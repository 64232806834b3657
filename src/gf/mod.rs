pub mod gf2;
pub mod gf16;
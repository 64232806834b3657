/// Raised while building the field or the generator polynomial.
#[derive(Debug, Clone, PartialEq, Eq, thiserror::Error)]
pub enum ConfigError {
    #[error("modulus {modulus:#04x} is not a degree-4 polynomial")]
    ModulusDegree { modulus: u8 },
    #[error("primitive element {0:#x} is not a nonzero element of GF(16)")]
    PrimitiveOutOfRange(u8),
    #[error("{primitive:#x} does not generate GF(16)* modulo {modulus:#04x}")]
    NotPrimitive { primitive: u8, modulus: u8 },
    #[error("max_errors must be in 1..=3, got {0}")]
    MaxErrors(usize),
    #[error("no minimal polynomial of degree <= 4 vanishes at alpha^{exponent}")]
    NoMinimalPolynomial { exponent: usize },
    #[error("generator polynomial of degree {degree} is unusable for a 15-bit code")]
    DegenerateGenerator { degree: u32 },
}

/// Why a received word could not be corrected.
#[derive(Debug, Clone, Copy, PartialEq, Eq, thiserror::Error)]
pub enum Uncorrectable {
    #[error("key equation remainder of length {remainder} is not shorter than the locator ({locator})")]
    RemainderTooLarge { remainder: usize, locator: usize },
    #[error("error locator has a zero leading coefficient")]
    LocatorLeadingZero,
    #[error("error locator expects {expected} roots, found {found}")]
    RootCountMismatch { expected: usize, found: usize },
}

#[derive(Debug, Clone, PartialEq, Eq, thiserror::Error)]
pub enum BchError {
    #[error("invalid code parameters: {0}")]
    Config(#[from] ConfigError),
    #[error("message {message:#x} does not fit in {bits} message bits")]
    MessageTooWide { message: u16, bits: usize },
    #[error("received word {0:#x} is wider than 15 bits")]
    WordTooWide(u16),
    #[error("uncorrectable word: {0}")]
    Uncorrectable(#[from] Uncorrectable),
}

++++++++++

### [Task instructions]
Lines with the string "from": pick each one out of the material and return it.

### [Response to the task]
    Config(#[from] ConfigError),
    Uncorrectable(#[from] Uncorrectable),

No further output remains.